Yesterday I wrote about a conversation I had with clients about their experience finding the right country home for them. They pointed out that many country property buyers who might not be aware that they have many towns in Sonoma County that they can consider for their wine country homes, not just the most famous ones. Here is a little closer look at some nice Sonoma County communities that haven’t received all the hype (yet.)
As the 4th largest city in Northern California, Santa Rosa is more than a town but it also contains some of the most gorgeous countryside, where you can find classic country retreats, grand estates and horse properties large and small. Santa Rosa is divided in to four quadrants, Northeast, Northwest, Southeast and Southwest. The terrain AND climate vary widely as it stretches for miles. Here is a link to the newest country property listings in Santa Rosa (2 acres or more) Santa Rosa Country Property Listings (NOTE: These listings are displayed with acres in square feet, so it is a little confusing. FYI, 87,120 sf is two acres!)

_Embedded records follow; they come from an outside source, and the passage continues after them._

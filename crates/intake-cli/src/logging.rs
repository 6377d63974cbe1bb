//! Logging setup using `tracing` and `tracing-subscriber`.
//!
//! # Log Levels
//!
//! - `error`: Fatal errors
//! - `warn`: Refused or failed imports
//! - `info`: Import stages and counts
//! - `debug`: Transaction boundaries, configuration sources
//! - `trace`: Per-row decisions (cell values only with `--log-data`)
//!
//! # Usage
//!
//! ```ignore
//! use intake_cli::logging::{init_logging, LogConfig};
//!
//! let config = LogConfig::default().with_log_data(false);
//! init_logging(&config)?;
//! ```

use std::fs::OpenOptions;
use std::io::{self, Write};
use std::path::PathBuf;
use std::sync::atomic::{AtomicBool, Ordering};
use std::sync::{Arc, Mutex};

use tracing::level_filters::LevelFilter;
use tracing_subscriber::{
    EnvFilter,
    fmt::{self, MakeWriter},
    layer::SubscriberExt,
    util::SubscriberInitExt,
};

/// Crates whose events are shown at the configured level. Everything else
/// stays at `warn`.
const INTAKE_TARGETS: [&str; 5] = [
    "intake",
    "intake_cli",
    "intake_import",
    "intake_ingest",
    "intake_store",
];

static LOG_DATA_ENABLED: AtomicBool = AtomicBool::new(false);

/// Placeholder used when value logging is disabled.
pub const REDACTED_VALUE: &str = "[REDACTED]";

/// Returns true if cell values and names may be logged.
pub fn log_data_enabled() -> bool {
    LOG_DATA_ENABLED.load(Ordering::Relaxed)
}

/// Returns the input when `--log-data` is set, otherwise a redacted token.
pub fn redact_value(value: &str) -> &str {
    if log_data_enabled() {
        value
    } else {
        REDACTED_VALUE
    }
}

/// Configuration for logging behavior.
#[derive(Debug, Clone)]
pub struct LogConfig {
    /// Level filter applied to the intake crates (off, error .. trace).
    pub level_filter: LevelFilter,
    /// Let `RUST_LOG` replace the level filter when it is set.
    pub use_env_filter: bool,
    /// Whether to include timestamps in log output.
    pub with_timestamps: bool,
    /// Whether to include target (module path) in log output.
    pub with_target: bool,
    /// Whether to use ANSI colors in output.
    pub with_ansi: bool,
    /// Output format: pretty, compact or json.
    pub format: LogFormat,
    /// Optional log file path. When set, logs are written to the file.
    pub log_file: Option<PathBuf>,
    /// Whether personal data from uploads may be logged.
    pub log_data: bool,
}

/// Log output format.
#[derive(Debug, Clone, Copy, Default, PartialEq, Eq)]
pub enum LogFormat {
    /// Human-readable pretty format with colors.
    #[default]
    Pretty,
    /// Compact single-line format.
    Compact,
    /// JSON format for machine parsing.
    Json,
}

impl Default for LogConfig {
    fn default() -> Self {
        Self {
            level_filter: LevelFilter::WARN,
            use_env_filter: true,
            with_timestamps: false,
            with_target: false,
            with_ansi: true,
            format: LogFormat::default(),
            log_file: None,
            log_data: false,
        }
    }
}

impl LogConfig {
    /// Set the level filter directly.
    #[must_use]
    pub fn with_level_filter(mut self, level_filter: LevelFilter) -> Self {
        self.level_filter = level_filter;
        self
    }

    /// Enable or disable timestamps.
    #[must_use]
    pub fn with_timestamps(mut self, enable: bool) -> Self {
        self.with_timestamps = enable;
        self
    }

    /// Enable or disable target (module path) in output.
    #[must_use]
    pub fn with_target(mut self, enable: bool) -> Self {
        self.with_target = enable;
        self
    }

    /// Set output format.
    #[must_use]
    pub fn with_format(mut self, format: LogFormat) -> Self {
        self.format = format;
        self
    }

    /// Write logs to a file instead of stderr.
    #[must_use]
    pub fn with_log_file(mut self, path: Option<PathBuf>) -> Self {
        self.log_file = path;
        self
    }

    /// Allow cell values from uploads in trace output.
    #[must_use]
    pub fn with_log_data(mut self, enable: bool) -> Self {
        self.log_data = enable;
        self
    }
}

/// Installs the global subscriber. Call once at startup.
///
/// # Errors
///
/// Returns an error if the log file cannot be opened.
pub fn init_logging(config: &LogConfig) -> io::Result<()> {
    if let Some(path) = &config.log_file {
        let file = OpenOptions::new().create(true).append(true).open(path)?;
        init_logging_with_writer(config, SharedFileWriter::new(file));
    } else {
        init_logging_with_writer(config, io::stderr);
    }
    Ok(())
}

/// Installs the global subscriber with a custom writer.
pub fn init_logging_with_writer<W>(config: &LogConfig, writer: W)
where
    W: for<'writer> MakeWriter<'writer> + Send + Sync + 'static,
{
    LOG_DATA_ENABLED.store(config.log_data, Ordering::Release);
    let filter = build_env_filter(config.level_filter, config.use_env_filter);

    match config.format {
        LogFormat::Json => {
            let layer = fmt::layer()
                .json()
                .with_writer(writer)
                .with_target(config.with_target)
                .with_current_span(true);

            tracing_subscriber::registry()
                .with(filter)
                .with(layer)
                .init();
        }
        LogFormat::Compact => {
            let layer = fmt::layer()
                .compact()
                .with_writer(writer)
                .with_ansi(config.with_ansi)
                .with_target(config.with_target);

            if config.with_timestamps {
                tracing_subscriber::registry()
                    .with(filter)
                    .with(layer)
                    .init();
            } else {
                tracing_subscriber::registry()
                    .with(filter)
                    .with(layer.without_time())
                    .init();
            }
        }
        LogFormat::Pretty => {
            let layer = fmt::layer()
                .with_writer(writer)
                .with_ansi(config.with_ansi)
                .with_target(config.with_target);

            if config.with_timestamps {
                tracing_subscriber::registry()
                    .with(filter)
                    .with(layer)
                    .init();
            } else {
                tracing_subscriber::registry()
                    .with(filter)
                    .with(layer.without_time())
                    .init();
            }
        }
    }
}

/// `MakeWriter` over one log file shared by every subscriber thread.
#[derive(Clone)]
struct SharedFileWriter {
    file: Arc<Mutex<std::fs::File>>,
}

impl SharedFileWriter {
    fn new(file: std::fs::File) -> Self {
        Self {
            file: Arc::new(Mutex::new(file)),
        }
    }
}

struct SharedFileGuard {
    file: Arc<Mutex<std::fs::File>>,
}

impl Write for SharedFileGuard {
    fn write(&mut self, buf: &[u8]) -> io::Result<usize> {
        self.file
            .lock()
            .map_err(|_| io::Error::other("log file lock poisoned"))?
            .write(buf)
    }

    fn flush(&mut self) -> io::Result<()> {
        self.file
            .lock()
            .map_err(|_| io::Error::other("log file lock poisoned"))?
            .flush()
    }
}

impl<'a> MakeWriter<'a> for SharedFileWriter {
    type Writer = SharedFileGuard;

    fn make_writer(&'a self) -> Self::Writer {
        SharedFileGuard {
            file: Arc::clone(&self.file),
        }
    }
}

/// `warn` for dependencies, the configured level for the intake crates.
fn default_directives(level_filter: LevelFilter) -> String {
    let level = level_filter.to_string().to_lowercase();
    let mut directives = String::from("warn");
    for target in INTAKE_TARGETS {
        directives.push_str(&format!(",{target}={level}"));
    }
    directives
}

fn build_env_filter(level_filter: LevelFilter, use_env_filter: bool) -> EnvFilter {
    if use_env_filter && let Ok(filter) = EnvFilter::try_from_default_env() {
        return filter;
    }
    EnvFilter::new(default_directives(level_filter))
}
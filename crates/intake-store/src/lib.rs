//! Storage for imported records.
//!
//! The import orchestrator only sees the [`RecordStore`] port: a batch of
//! inserts runs inside one transaction and either commits as a whole or
//! leaves no trace.
//!
//! Two adapters are provided:
//!
//! - [`SqliteStore`]: the application database (`users`, `appeals`,
//!   `drop_cards`)
//! - [`MemoryStore`]: staged in-memory tables for dry runs and tests

mod error;
mod memory;
mod port;
mod row;
mod sqlite;

pub use error::{Result, StoreError};
pub use memory::{MemoryStore, StoredRow};
pub use port::{Inserter, RecordStore};
pub use row::{ColumnValue, InsertRow};
pub use sqlite::SqliteStore;
use comfy_table::modifiers::{UTF8_ROUND_CORNERS, UTF8_SOLID_INNER_BORDERS};
use comfy_table::presets::UTF8_FULL;
use comfy_table::{Attribute, Cell, CellAlignment, Color, ContentArrangement, Table};

use crate::commands::{DatabaseReport, ImportReport};

pub fn print_import_summary(report: &ImportReport) {
    println!("File: {}", report.file.display());
    if report.dry_run {
        println!("Dry run: nothing was written");
    }
    println!("{}", import_table(report));
    if let Err(error) = &report.outcome {
        eprintln!("error: {}", error.user_message());
        if let Some(suggestion) = error.suggestion() {
            eprintln!("hint: {suggestion}");
        }
    }
}

pub fn print_database_summary(report: &DatabaseReport) {
    println!("Database: {}", report.path.display());
    println!("{}", database_table(report));
}

pub fn import_table(report: &ImportReport) -> Table {
    let schema = report.entity.schema();
    let mut table = Table::new();
    table.set_header(vec![
        header_cell("Table"),
        header_cell("Inserted"),
        header_cell("Skipped"),
        header_cell("Total"),
        header_cell("Status"),
    ]);
    apply_table_style(&mut table);
    for index in 1..=3 {
        align_column(&mut table, index, CellAlignment::Right);
    }

    match &report.outcome {
        Ok(result) => {
            let status = if report.dry_run { "validated" } else { "imported" };
            table.add_row(vec![
                Cell::new(schema.table),
                count_cell(result.inserted, Color::Green),
                count_cell(result.skipped, Color::Yellow),
                Cell::new(result.total()),
                Cell::new(status).fg(Color::Green),
            ]);
        }
        Err(error) => {
            table.add_row(vec![
                Cell::new(schema.table),
                dim_cell("-"),
                dim_cell("-"),
                dim_cell("-"),
                Cell::new(format!("failed ({})", error.status_code()))
                    .fg(Color::Red)
                    .add_attribute(Attribute::Bold),
            ]);
        }
    }
    table
}

pub fn database_table(report: &DatabaseReport) -> Table {
    let mut table = Table::new();
    table.set_header(vec![header_cell("Table"), header_cell("Rows")]);
    apply_table_style(&mut table);
    align_column(&mut table, 1, CellAlignment::Right);
    for (name, rows) in &report.counts {
        table.add_row(vec![Cell::new(name), Cell::new(rows)]);
    }
    table
}

fn apply_table_style(table: &mut Table) {
    table
        .load_preset(UTF8_FULL)
        .apply_modifier(UTF8_ROUND_CORNERS)
        .apply_modifier(UTF8_SOLID_INNER_BORDERS)
        .set_content_arrangement(ContentArrangement::Dynamic);
}

fn align_column(table: &mut Table, index: usize, alignment: CellAlignment) {
    if let Some(column) = table.column_mut(index) {
        column.set_cell_alignment(alignment);
    }
}

fn header_cell(label: &str) -> Cell {
    Cell::new(label)
        .fg(Color::Cyan)
        .add_attribute(Attribute::Bold)
}

fn count_cell(count: usize, color: Color) -> Cell {
    if count > 0 {
        Cell::new(count).fg(color).add_attribute(Attribute::Bold)
    } else {
        dim_cell(count)
    }
}

fn dim_cell<T: ToString>(value: T) -> Cell {
    Cell::new(value).fg(Color::DarkGrey)
}
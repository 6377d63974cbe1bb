//! Header key normalization.

/// Normalizes a header or alias spelling into a lookup key.
///
/// Trims, lowercases and collapses every run of whitespace, `.` or `-` into a
/// single `_`, so `" Card  No. "`, `"card-no"` and `"CARD_NO"` all become
/// `"card_no"`. Runs that touch an existing `_` are not merged with it.
pub fn normalize_key(value: &str) -> String {
    let lowered = value.trim().to_lowercase();
    let mut key = String::with_capacity(lowered.len());
    let mut in_separator = false;

    for c in lowered.chars() {
        if c.is_whitespace() || c == '.' || c == '-' {
            if !in_separator {
                key.push('_');
                in_separator = true;
            }
        } else {
            key.push(c);
            in_separator = false;
        }
    }

    key
}
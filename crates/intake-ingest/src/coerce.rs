//! Cell coercion into typed values.
//!
//! Source exports disagree on date and number formats. Coercion is lenient
//! where the input is ambiguous and returns `None` where it is unusable;
//! it never fails.

use std::sync::LazyLock;

use chrono::NaiveDate;
use regex::Regex;
use serde::{Deserialize, Serialize};

/// Leading `YYYY-MM-DD`, possibly followed by a time part.
static ISO_DATE_PREFIX: LazyLock<Regex> =
    LazyLock::new(|| Regex::new(r"^[0-9]{4}-[0-9]{2}-[0-9]{2}").expect("Invalid ISO date regex"));

/// `D.M.Y`, `D/M/Y` or `D-M-Y` with 1-2 digit day/month and 2-4 digit year.
static DAY_MONTH_YEAR: LazyLock<Regex> = LazyLock::new(|| {
    Regex::new(r"^([0-9]{1,2})[./-]([0-9]{1,2})[./-]([0-9]{2,4})$")
        .expect("Invalid day-month-year regex")
});

/// Two-digit years at or above this value belong to the 1900s.
const CENTURY_PIVOT: u32 = 70;

/// Length of an ISO `YYYY-MM-DD` date.
const ISO_DATE_LEN: usize = 10;

/// How unrecognised date strings are handled.
#[derive(Debug, Clone, Copy, Default, PartialEq, Eq, Serialize, Deserialize)]
#[serde(rename_all = "snake_case")]
pub enum DateMode {
    /// Keep the first 10 characters of an unrecognised value unvalidated.
    #[default]
    Lenient,
    /// Only accept values that name a real calendar date.
    Strict,
}

/// Coerces a cell into an ISO `YYYY-MM-DD` date string.
///
/// - `2024-03-05T10:00` keeps its date part
/// - `5.3.2024`, `05/03/2024`, `05-03-24` are read day first; two-digit
///   years pivot at 70 (`69` is 2069, `70` is 1970)
/// - anything else keeps its first 10 characters in [`DateMode::Lenient`]
///   and is rejected in [`DateMode::Strict`]
///
/// Blank input yields `None`.
pub fn coerce_date(raw: &str, mode: DateMode) -> Option<String> {
    let value = raw.trim();
    if value.is_empty() {
        return None;
    }

    let candidate = if ISO_DATE_PREFIX.is_match(value) {
        value[..ISO_DATE_LEN].to_string()
    } else if let Some(caps) = DAY_MONTH_YEAR.captures(value) {
        let year = expand_year(&caps[3]);
        format!("{year:0>4}-{:0>2}-{:0>2}", &caps[2], &caps[1])
    } else {
        match mode {
            DateMode::Lenient => return Some(value.chars().take(ISO_DATE_LEN).collect()),
            DateMode::Strict => return None,
        }
    };

    match mode {
        DateMode::Lenient => Some(candidate),
        DateMode::Strict => NaiveDate::parse_from_str(&candidate, "%Y-%m-%d")
            .ok()
            .map(|_| candidate),
    }
}

fn expand_year(year: &str) -> String {
    if year.len() != 2 {
        return year.to_string();
    }
    let century = match year.parse::<u32>() {
        Ok(value) if value >= CENTURY_PIVOT => "19",
        _ => "20",
    };
    format!("{century}{year}")
}

/// Coerces a cell into a finite number.
///
/// All embedded whitespace is removed first, so `"1 234.50"` is `1234.5`.
/// Thousands separators other than whitespace are not recognised.
pub fn coerce_number(raw: &str) -> Option<f64> {
    let cleaned: String = raw.chars().filter(|c| !c.is_whitespace()).collect();
    if cleaned.is_empty() {
        return None;
    }
    cleaned.parse::<f64>().ok().filter(|value| value.is_finite())
}

/// Coerces a cell into single-line text.
///
/// Trims and replaces each embedded line break with a space so a later
/// re-export cannot split the row. Blank input yields `None`.
pub fn coerce_text(raw: &str) -> Option<String> {
    let value = raw.trim();
    if value.is_empty() {
        return None;
    }
    Some(value.replace("\r\n", " ").replace(['\r', '\n'], " "))
}

#[cfg(test)]
mod tests {
    use super::*;

    fn lenient(raw: &str) -> Option<String> {
        coerce_date(raw, DateMode::Lenient)
    }

    fn strict(raw: &str) -> Option<String> {
        coerce_date(raw, DateMode::Strict)
    }

    #[test]
    fn test_iso_prefix() {
        assert_eq!(lenient("2024-03-05"), Some("2024-03-05".into()));
        assert_eq!(lenient("2024-03-05T10:15:00Z"), Some("2024-03-05".into()));
        assert_eq!(lenient(" 2024-03-05 10:15 "), Some("2024-03-05".into()));
    }

    #[test]
    fn test_day_month_year() {
        assert_eq!(lenient("05.03.2024"), Some("2024-03-05".into()));
        assert_eq!(lenient("5/3/2024"), Some("2024-03-05".into()));
        assert_eq!(lenient("5-3-2024"), Some("2024-03-05".into()));
    }

    #[test]
    fn test_two_digit_year_pivot() {
        assert_eq!(lenient("31.12.69"), Some("2069-12-31".into()));
        assert_eq!(lenient("01.01.70"), Some("1970-01-01".into()));
        assert_eq!(lenient("1.1.00"), Some("2000-01-01".into()));
        assert_eq!(lenient("1.1.99"), Some("1999-01-01".into()));
    }

    #[test]
    fn test_three_digit_year_is_padded() {
        assert_eq!(lenient("01.02.123"), Some("0123-02-01".into()));
    }

    #[test]
    fn test_lenient_fallback_truncates() {
        assert_eq!(lenient("March 5th, 2024"), Some("March 5th,".into()));
        assert_eq!(lenient("45356"), Some("45356".into()));
        assert_eq!(lenient("Мart 2024 yil"), Some("Мart 2024 ".into()));
    }

    #[test]
    fn test_strict_rejects_unrecognised_and_impossible() {
        assert_eq!(strict("March 5th, 2024"), None);
        assert_eq!(strict("31.02.2024"), None);
        assert_eq!(strict("2024-13-01"), None);
        assert_eq!(strict("29.02.2024"), Some("2024-02-29".into()));
    }

    #[test]
    fn test_lenient_keeps_impossible_dates() {
        assert_eq!(lenient("31.02.2024"), Some("2024-02-31".into()));
    }

    #[test]
    fn test_blank_date() {
        assert_eq!(lenient(""), None);
        assert_eq!(lenient("   "), None);
        assert_eq!(strict(""), None);
    }

    #[test]
    fn test_number() {
        assert_eq!(coerce_number("1 234.50"), Some(1234.5));
        assert_eq!(coerce_number("\u{a0}-12\u{a0}000 "), Some(-12000.0));
        assert_eq!(coerce_number("1.5e3"), Some(1500.0));
        assert_eq!(coerce_number("42"), Some(42.0));
    }

    #[test]
    fn test_number_rejects() {
        assert_eq!(coerce_number(""), None);
        assert_eq!(coerce_number("  "), None);
        assert_eq!(coerce_number("abc"), None);
        assert_eq!(coerce_number("1,5"), None);
        assert_eq!(coerce_number("inf"), None);
        assert_eq!(coerce_number("NaN"), None);
    }

    #[test]
    fn test_text() {
        assert_eq!(coerce_text("  Aliyev Vali "), Some("Aliyev Vali".into()));
        assert_eq!(coerce_text("line one\r\nline two\nthree\rfour"), Some("line one line two three four".into()));
        assert_eq!(coerce_text(""), None);
        assert_eq!(coerce_text(" \n "), None);
    }
}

Sebastopol is a much smaller community than Santa Rosa, but it also stretches for miles, from the windy southern edge bordering Petaluma which is nice and close for southbound commutes, to the gorgeous wine country estates of the Vine Hill Road area to the north and to the redwood forests of Occidental to the west. Graton is also part of West County and it stretches to Forestville on its northern border. Many of my clients have found country properties here and would have equally considered others from Santa Rosa to Healdsburg and east to the Valley of the Moon. Here are some current Sebastopol Country Property LIstings (87,120 sf equals two acres.)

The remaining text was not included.